Cucciolo di squalo elefante liberato dalle reti dei pescatori a Torre Guaceto in Puglia, il VIDEO

di redazione Blitz
Pubblicato il 4 Febbraio 2021 - 16:03 OLTRE 6 MESI FA
squalo elefante

Cucciolo di squalo elefante liberato dalle reti dei pescatori a Torre Guaceto in Puglia

Tra le reti di due pescatori autorizzati a pescare all’esterno dell’area protetta dell’Oasi di Torre Guaceto in provincia di Brindisi, c’era un giovane esemplare di squalo elefante.

Lo squalo è stato liberato quasi subito, grazie alla richiesta di aiuto fatta dai due pescatori al personale che gestisce la riserva.
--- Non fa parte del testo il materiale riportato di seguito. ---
//! Command handler behaviour against the in-memory store.

mod test_helpers;

use std::sync::Arc;

use reparti_database::{DepartmentStore, MemoryDepartmentStore};
use reparti_telegram::{ReplyFormat, UpdateRouter, replies};
use test_helpers::*;

fn router(store: &Arc<MemoryDepartmentStore>) -> UpdateRouter {
    UpdateRouter::new(store.clone())
}

#[tokio::test]
async fn admin_creates_department() {
    let store = Arc::new(MemoryDepartmentStore::new());
    let platform = RecordingPlatform::with_admins(&[ADMIN_ID]);

    router(&store)
        .route(&platform, &command(group_meta(ADMIN_ID, 10), "/crea_reparto @AERO", None))
        .await;

    let sent = platform.replies().await;
    assert_eq!(sent.len(), 1);
    assert_eq!(sent[0].text, "Reparto @aero creato con successo!");
    assert_eq!(sent[0].message_id, 10);
    assert_eq!(sent[0].format, ReplyFormat::Plain);
    assert_eq!(store.list_departments(GROUP_CHAT).await.unwrap(), vec!["@aero"]);
}

#[tokio::test]
async fn creating_twice_replies_success_and_keeps_one_row() {
    let store = Arc::new(MemoryDepartmentStore::new());
    let platform = RecordingPlatform::with_admins(&[ADMIN_ID]);
    let router = router(&store);

    for id in [1, 2] {
        router
            .route(&platform, &command(group_meta(ADMIN_ID, id), "/crea_reparto @aero", None))
            .await;
    }

    assert_eq!(
        platform.texts().await,
        vec![replies::department_created("@aero"), replies::department_created("@aero")]
    );
    assert_eq!(store.department_count().await, 1);
}

#[tokio::test]
async fn non_admin_cannot_create_department() {
    let store = Arc::new(MemoryDepartmentStore::new());
    let platform = RecordingPlatform::with_admins(&[ADMIN_ID]);

    router(&store)
        .route(&platform, &command(group_meta(OTHER_ID, 1), "/crea_reparto @naval", None))
        .await;

    let texts = platform.texts().await;
    assert_eq!(texts.len(), 1);
    assert!(texts[0].contains("solo dagli admin"));
    assert_eq!(store.department_count().await, 0);
}

#[tokio::test]
async fn private_chat_is_always_authorized() {
    let store = Arc::new(MemoryDepartmentStore::new());
    let platform = RecordingPlatform::failing_admin_lookup();

    router(&store)
        .route(&platform, &command(private_meta(OTHER_ID, 1), "/crea_reparto @aero", None))
        .await;

    assert_eq!(platform.texts().await, vec![replies::department_created("@aero")]);
}

#[tokio::test]
async fn failed_admin_lookup_asks_to_promote_bot_then_denies() {
    let store = Arc::new(MemoryDepartmentStore::new());
    let platform = RecordingPlatform::failing_admin_lookup();

    router(&store)
        .route(&platform, &command(group_meta(ADMIN_ID, 1), "/crea_reparto @aero", None))
        .await;

    assert_eq!(
        platform.texts().await,
        vec![replies::CANNOT_VERIFY_PERMISSIONS, replies::ADMIN_ONLY]
    );
    assert_eq!(store.department_count().await, 0);
}

#[tokio::test]
async fn create_requires_argument_and_tag_marker() {
    let store = Arc::new(MemoryDepartmentStore::new());
    let platform = RecordingPlatform::with_admins(&[ADMIN_ID]);
    let router = router(&store);

    router
        .route(&platform, &command(group_meta(ADMIN_ID, 1), "/crea_reparto", None))
        .await;
    router
        .route(&platform, &command(group_meta(ADMIN_ID, 2), "/crea_reparto aero", None))
        .await;

    assert_eq!(
        platform.texts().await,
        vec![
            "Uso: /crea_reparto @nome_reparto".to_string(),
            replies::malformed_department(),
        ]
    );
    assert_eq!(store.department_count().await, 0);
}

#[tokio::test]
async fn add_member_needs_a_reply_target() {
    let store = Arc::new(MemoryDepartmentStore::new());
    store.create_department(GROUP_CHAT, "@aero").await.unwrap();
    let platform = RecordingPlatform::with_admins(&[ADMIN_ID]);

    router(&store)
        .route(&platform, &command(group_meta(ADMIN_ID, 1), "/aggiungi_membro @aero", None))
        .await;

    assert_eq!(
        platform.texts().await,
        vec!["Devi rispondere al messaggio di un utente per aggiungerlo."]
    );
    assert_eq!(store.membership_count().await, 0);
}

#[tokio::test]
async fn add_member_without_argument_shows_usage() {
    let store = Arc::new(MemoryDepartmentStore::new());
    let platform = RecordingPlatform::with_admins(&[ADMIN_ID]);

    router(&store)
        .route(
            &platform,
            &command(group_meta(ADMIN_ID, 1), "/aggiungi_membro", Some(user(MEMBER_ID))),
        )
        .await;

    assert_eq!(
        platform.texts().await,
        vec!["Uso: Rispondi a un utente con /aggiungi_membro @nome_reparto"]
    );
}

#[tokio::test]
async fn add_member_to_missing_department() {
    let store = Arc::new(MemoryDepartmentStore::new());
    let platform = RecordingPlatform::with_admins(&[ADMIN_ID]);

    router(&store)
        .route(
            &platform,
            &command(group_meta(ADMIN_ID, 1), "/aggiungi_membro @aero", Some(user(MEMBER_ID))),
        )
        .await;

    assert_eq!(
        platform.texts().await,
        vec!["Il reparto @aero non esiste. Crealo prima con /crea_reparto @aero"]
    );
    assert_eq!(store.membership_count().await, 0);
}

#[tokio::test]
async fn add_and_remove_member() {
    let store = Arc::new(MemoryDepartmentStore::new());
    store.create_department(GROUP_CHAT, "@aero").await.unwrap();
    let platform = RecordingPlatform::with_admins(&[ADMIN_ID]);
    let router = router(&store);

    router
        .route(
            &platform,
            &command(group_meta(ADMIN_ID, 1), "/aggiungi_membro @Aero", Some(user(MEMBER_ID))),
        )
        .await;
    assert_eq!(store.list_members(GROUP_CHAT, "@aero").await.unwrap().len(), 1);

    router
        .route(
            &platform,
            &command(group_meta(ADMIN_ID, 2), "/rimuovi_membro @aero", Some(user(MEMBER_ID))),
        )
        .await;
    router
        .route(
            &platform,
            &command(group_meta(ADMIN_ID, 3), "/rimuovi_membro @aero", Some(user(MEMBER_ID))),
        )
        .await;

    assert_eq!(
        platform.texts().await,
        vec![
            "Utente User 2 aggiunto a @aero.",
            "Utente User 2 rimosso da @aero.",
            "L'utente User 2 non era in @aero.",
        ]
    );
    assert_eq!(store.membership_count().await, 0);
}

#[tokio::test]
async fn remove_member_needs_a_reply_target() {
    let store = Arc::new(MemoryDepartmentStore::new());
    let platform = RecordingPlatform::with_admins(&[ADMIN_ID]);

    router(&store)
        .route(&platform, &command(group_meta(ADMIN_ID, 1), "/rimuovi_membro @aero", None))
        .await;

    assert_eq!(
        platform.texts().await,
        vec!["Devi rispondere al messaggio di un utente per rimuoverlo."]
    );
}

#[tokio::test]
async fn non_admin_cannot_add_members() {
    let store = Arc::new(MemoryDepartmentStore::new());
    store.create_department(GROUP_CHAT, "@aero").await.unwrap();
    let platform = RecordingPlatform::with_admins(&[ADMIN_ID]);

    router(&store)
        .route(
            &platform,
            &command(group_meta(OTHER_ID, 1), "/aggiungi_membro @aero", Some(user(OTHER_ID))),
        )
        .await;

    assert_eq!(platform.texts().await, vec![replies::ADMIN_ONLY]);
    assert_eq!(store.membership_count().await, 0);
}

#[tokio::test]
async fn anyone_can_list_members() {
    let store = Arc::new(MemoryDepartmentStore::new());
    store.create_department(GROUP_CHAT, "@aero").await.unwrap();
    store
        .add_member(GROUP_CHAT, "@aero", MEMBER_ID, Some("Mario Rossi"))
        .await
        .unwrap();
    let platform = RecordingPlatform::failing_admin_lookup();

    router(&store)
        .route(&platform, &command(group_meta(OTHER_ID, 1), "/lista_reparto @AERO", None))
        .await;

    assert_eq!(
        platform.texts().await,
        vec!["Membri del reparto @aero:\n- Mario Rossi (ID: 2)\n"]
    );
}

#[tokio::test]
async fn listing_empty_or_missing_department() {
    let store = Arc::new(MemoryDepartmentStore::new());
    let platform = RecordingPlatform::with_admins(&[]);
    let router = router(&store);

    router
        .route(&platform, &command(group_meta(OTHER_ID, 1), "/lista_reparto @aero", None))
        .await;
    router
        .route(&platform, &command(group_meta(OTHER_ID, 2), "/lista_reparto", None))
        .await;

    assert_eq!(
        platform.texts().await,
        vec![
            "Nessun membro trovato per il reparto @aero.",
            "Uso: /lista_reparto @nome_reparto",
        ]
    );
}

#[tokio::test]
async fn store_failures_become_error_replies() {
    let router = UpdateRouter::new(Arc::new(FailingStore));
    let platform = RecordingPlatform::with_admins(&[ADMIN_ID]);

    let commands = [
        ("/crea_reparto @aero", None),
        ("/aggiungi_membro @aero", Some(user(MEMBER_ID))),
        ("/rimuovi_membro @aero", Some(user(MEMBER_ID))),
        ("/lista_reparto @aero", None),
    ];
    for (id, (text, reply_to)) in (1..).zip(commands) {
        router
            .route(&platform, &command(group_meta(ADMIN_ID, id), text, reply_to))
            .await;
    }

    assert_eq!(
        platform.texts().await,
        vec![
            "Errore: il reparto @aero esiste già o c'è stato un problema.".to_string(),
            replies::GENERIC_ERROR.to_string(),
            replies::GENERIC_ERROR.to_string(),
            replies::GENERIC_ERROR.to_string(),
        ]
    );
}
Squalo elefante liberato dalle reti dei pescatori

Per gli esperti si è trattato di “un evento straordinario”. I ricercatori spiegano infatti che si tratta di un pesce molto raro da incontrare. In questo caso era presumibilmente una femmina di pochi mesi di vita, vista la lunghezza pari ad appena 1 metro e 60.
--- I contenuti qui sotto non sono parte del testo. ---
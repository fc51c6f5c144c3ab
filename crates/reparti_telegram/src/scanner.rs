//! Department tag scanner.
//!
//! Every free-text message is lower-cased and checked against the
//! departments of its chat. The first department (in store order) that
//! occurs as a substring is notified; any later matches are ignored.

use reparti_database::{DepartmentStore, Member};
use teloxide::utils::markdown;
use tracing::{debug, error, info, instrument};

use crate::message::MessageMeta;
use crate::platform::{ChatPlatform, ReplyFormat};

/// First department name contained in `text`.
///
/// `text` must already be lower case; department names are stored lower case.
pub fn find_department<'a>(text: &str, departments: &'a [String]) -> Option<&'a str> {
    departments
        .iter()
        .map(String::as_str)
        .find(|name| text.contains(name))
}

/// Invisible MarkdownV2 link that mentions a user by id.
pub fn mention_token(user_id: i64) -> String {
    format!("[\u{200B}](tg://user?id={user_id})")
}

/// MarkdownV2 notification for a department, or `None` when it has no members.
pub fn notification_text(department: &str, members: &[Member]) -> Option<String> {
    if members.is_empty() {
        return None;
    }

    let header = markdown::escape(&format!("🔔 Chiamata per {department}:"));
    let mentions = members
        .iter()
        .map(|member| mention_token(*member.user_id()))
        .collect::<Vec<_>>()
        .join(" ");

    Some(format!("{header}\n{mentions}"))
}

/// Scan a text message and notify the first matching department.
///
/// Errors are logged and swallowed.
#[instrument(skip_all, fields(chat_id = meta.chat_id()))]
pub async fn scan_message(
    platform: &dyn ChatPlatform,
    store: &dyn DepartmentStore,
    meta: &MessageMeta,
    text: &str,
) {
    if let Err(e) = notify_first_match(platform, store, meta, text).await {
        error!(error = %e, "Tag scan failed");
    }
}

async fn notify_first_match(
    platform: &dyn ChatPlatform,
    store: &dyn DepartmentStore,
    meta: &MessageMeta,
    text: &str,
) -> Result<(), ScanError> {
    let text = text.to_lowercase();
    let chat_id = *meta.chat_id();

    let departments = store.list_departments(chat_id).await?;
    let Some(department) = find_department(&text, &departments) else {
        return Ok(());
    };

    let members = store.list_members(chat_id, department).await?;
    let Some(notification) = notification_text(department, &members) else {
        debug!(department, "Matched department has no members");
        return Ok(());
    };

    platform
        .reply(meta, &notification, ReplyFormat::Markdown)
        .await?;
    info!(department, members = members.len(), "Department notified");
    Ok(())
}

/// Either side of a scan can fail.
#[derive(Debug, derive_more::Display, derive_more::From)]
enum ScanError {
    #[display("{_0}")]
    Database(reparti_error::DatabaseError),
    #[display("{_0}")]
    Telegram(crate::TelegramError),
}
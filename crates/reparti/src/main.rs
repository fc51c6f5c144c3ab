//! reparti binary.
//!
//! Loads configuration, makes sure the database tables exist and runs the
//! Telegram bot until interrupted.

use std::sync::Arc;

use clap::Parser;
use reparti::{
    LogFormat, ObservabilityConfig, PostgresDepartmentStore, RepartiBot, RepartiConfig,
    init_observability,
};
use tracing::{error, info};

mod cli;

#[tokio::main]
async fn main() -> Result<(), Box<dyn std::error::Error>> {
    let _ = dotenvy::dotenv();

    let cli = cli::Cli::parse();

    // Load errors are logged only after the subscriber is installed.
    let config = RepartiConfig::load(cli.config.as_deref());
    let json_logs = cli.json_logs
        || matches!(&config, Ok(config) if *config.log_format() == LogFormat::Json);

    let log_level = if cli.verbose { "debug" } else { "info" };
    init_observability(ObservabilityConfig::new(log_level).with_json_logs(json_logs))?;

    let config = match config {
        Ok(config) => config,
        Err(e) => {
            error!(error = %e, "Invalid configuration, not starting");
            return Err(e.into());
        }
    };

    let store = Arc::new(PostgresDepartmentStore::new(config.database_url().clone()));

    info!("Setting up database");
    if let Err(e) = store.ensure_schema().await {
        // Keep serving; handlers that need the database fail individually.
        error!(error = %e, "Database setup failed, continuing without verified tables");
    }

    let bot = RepartiBot::new(config.telegram_token().clone(), store).await;
    bot.start().await;

    Ok(())
}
La specie, attualmente è protetta. Si tratta del secondo pesce più grande al mondo dato che può superare gli 8 metri di lunghezza. 
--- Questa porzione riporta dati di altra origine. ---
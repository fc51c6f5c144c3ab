//! Command handlers.
//!
//! Each handler checks authorization where required, validates the single
//! department argument, runs one store operation and replies. Store errors
//! are logged and turned into replies; nothing propagates to the dispatcher.

use reparti_database::{AddMemberOutcome, DepartmentStore, RemoveMemberOutcome};
use tracing::{error, info, instrument};

use crate::auth::{Authorization, check_admin};
use crate::commands::{ChatCommand, CommandArgument, CommandKind, TAG_MARKER};
use crate::message::{ChatUser, MessageMeta};
use crate::platform::{ChatPlatform, ReplyFormat};
use crate::replies;

/// Send a plain reply, logging delivery failures.
pub(crate) async fn send(platform: &dyn ChatPlatform, meta: &MessageMeta, text: &str) {
    if let Err(e) = platform.reply(meta, text, ReplyFormat::Plain).await {
        error!(chat_id = meta.chat_id(), error = %e, "Failed to send reply");
    }
}

/// Run one of the bot's commands.
#[instrument(
    skip_all,
    fields(chat_id = meta.chat_id(), command = %command.kind())
)]
pub async fn handle_command(
    platform: &dyn ChatPlatform,
    store: &dyn DepartmentStore,
    meta: &MessageMeta,
    command: &ChatCommand,
    reply_to: Option<&ChatUser>,
) {
    let kind = command.kind();

    if kind.requires_admin() {
        match check_admin(platform, meta).await {
            Authorization::Granted => {}
            Authorization::Denied | Authorization::Unverifiable => {
                send(platform, meta, replies::ADMIN_ONLY).await;
                return;
            }
        }
    }

    match kind {
        CommandKind::CreateDepartment => {
            create_department(platform, store, meta, command.argument()).await
        }
        CommandKind::AddMember | CommandKind::RemoveMember => {
            let Some(target) = reply_to else {
                send(platform, meta, &replies::reply_required(kind)).await;
                return;
            };
            let CommandArgument::Department(name) = command.argument() else {
                send(platform, meta, &replies::usage(kind)).await;
                return;
            };
            if kind == CommandKind::AddMember {
                add_member(platform, store, meta, name, target).await
            } else {
                remove_member(platform, store, meta, name, target).await
            }
        }
        CommandKind::ListMembers => list_members(platform, store, meta, command.argument()).await,
    }
}

async fn create_department(
    platform: &dyn ChatPlatform,
    store: &dyn DepartmentStore,
    meta: &MessageMeta,
    argument: &CommandArgument,
) {
    let CommandArgument::Department(name) = argument else {
        send(platform, meta, &replies::usage(CommandKind::CreateDepartment)).await;
        return;
    };

    if !name.starts_with(TAG_MARKER) {
        send(platform, meta, &replies::malformed_department()).await;
        return;
    }

    let text = match store.create_department(*meta.chat_id(), name).await {
        Ok(inserted) => {
            info!(department = %name, inserted, "Department created");
            replies::department_created(name)
        }
        Err(e) => {
            error!(department = %name, error = %e, "Failed to create department");
            replies::department_create_failed(name)
        }
    };
    send(platform, meta, &text).await;
}

async fn add_member(
    platform: &dyn ChatPlatform,
    store: &dyn DepartmentStore,
    meta: &MessageMeta,
    name: &str,
    target: &ChatUser,
) {
    let result = store
        .add_member(
            *meta.chat_id(),
            name,
            *target.user_id(),
            Some(target.display_name().as_str()),
        )
        .await;

    let text = match result {
        Ok(AddMemberOutcome::Added | AddMemberOutcome::AlreadyMember) => {
            info!(department = %name, user_id = target.user_id(), "Member added");
            replies::member_added(target.display_name(), name)
        }
        Ok(AddMemberOutcome::DepartmentNotFound) => replies::department_not_found(name),
        Err(e) => {
            error!(department = %name, error = %e, "Failed to add member");
            replies::GENERIC_ERROR.to_string()
        }
    };
    send(platform, meta, &text).await;
}

async fn remove_member(
    platform: &dyn ChatPlatform,
    store: &dyn DepartmentStore,
    meta: &MessageMeta,
    name: &str,
    target: &ChatUser,
) {
    let text = match store
        .remove_member(*meta.chat_id(), name, *target.user_id())
        .await
    {
        Ok(RemoveMemberOutcome::Removed) => {
            info!(department = %name, user_id = target.user_id(), "Member removed");
            replies::member_removed(target.display_name(), name)
        }
        Ok(RemoveMemberOutcome::NotAMember) => replies::not_a_member(target.display_name(), name),
        Err(e) => {
            error!(department = %name, error = %e, "Failed to remove member");
            replies::GENERIC_ERROR.to_string()
        }
    };
    send(platform, meta, &text).await;
}

async fn list_members(
    platform: &dyn ChatPlatform,
    store: &dyn DepartmentStore,
    meta: &MessageMeta,
    argument: &CommandArgument,
) {
    let CommandArgument::Department(name) = argument else {
        send(platform, meta, &replies::usage(CommandKind::ListMembers)).await;
        return;
    };

    let text = match store.list_members(*meta.chat_id(), name).await {
        Ok(members) if members.is_empty() => replies::no_members(name),
        Ok(members) => replies::member_list(name, &members),
        Err(e) => {
            error!(department = %name, error = %e, "Failed to list members");
            replies::GENERIC_ERROR.to_string()
        }
    };
    send(platform, meta, &text).await;
}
Squalo elefante inoffensivo per l’uomo

Malgrado la stazza, lo squalo elefante è inoffensivo per l’uomo dato che è privo di denti e si nutre solo di plancton. Per farlo filtra ogno ora circa 9 tonnellate di acqua da cui trattiene fino a 200 chili i plancton. 

E’ questa la ragione per cui lo si vede nuotare spesso a filo dell’acqua.

Vive sia l’oceano Atlantico ed il Mediterraneo e ogni giorno arriva a percorrere anche 50 chilometri.

Il presidente del Consorzio di Gestione di Torre Guaceto, Corrado Tarantino,  non nasconde l’emozione per l’avvistamento e per il fatto che tutto sia finito per il meglio: “Siamo tutti molto emozionati per la grande sorpresa prima e l’enorme soddisfazione poi, che ci ha donato questo episodi”.

“Oggi si è compiuto un piccolo miracolo, abbiamo salvato la vita di un piccolo protetto. E ciò è accaduto perché da anni lavoriamo strenuamente sul fronte della sensibilizzazione e a stretto contatto con il mondo scientifico”.

“Siamo riusciti a salvare questo squalo, in primis, perché i pescatori che lo hanno trovato sono stato abbastanza sensibili da contattarci per chiedere il nostro intervento e, in seconda istanza, perché, sempre pronti a dare il proprio supporto, i ricercatori hanno diretto il nostro operato sul campo”.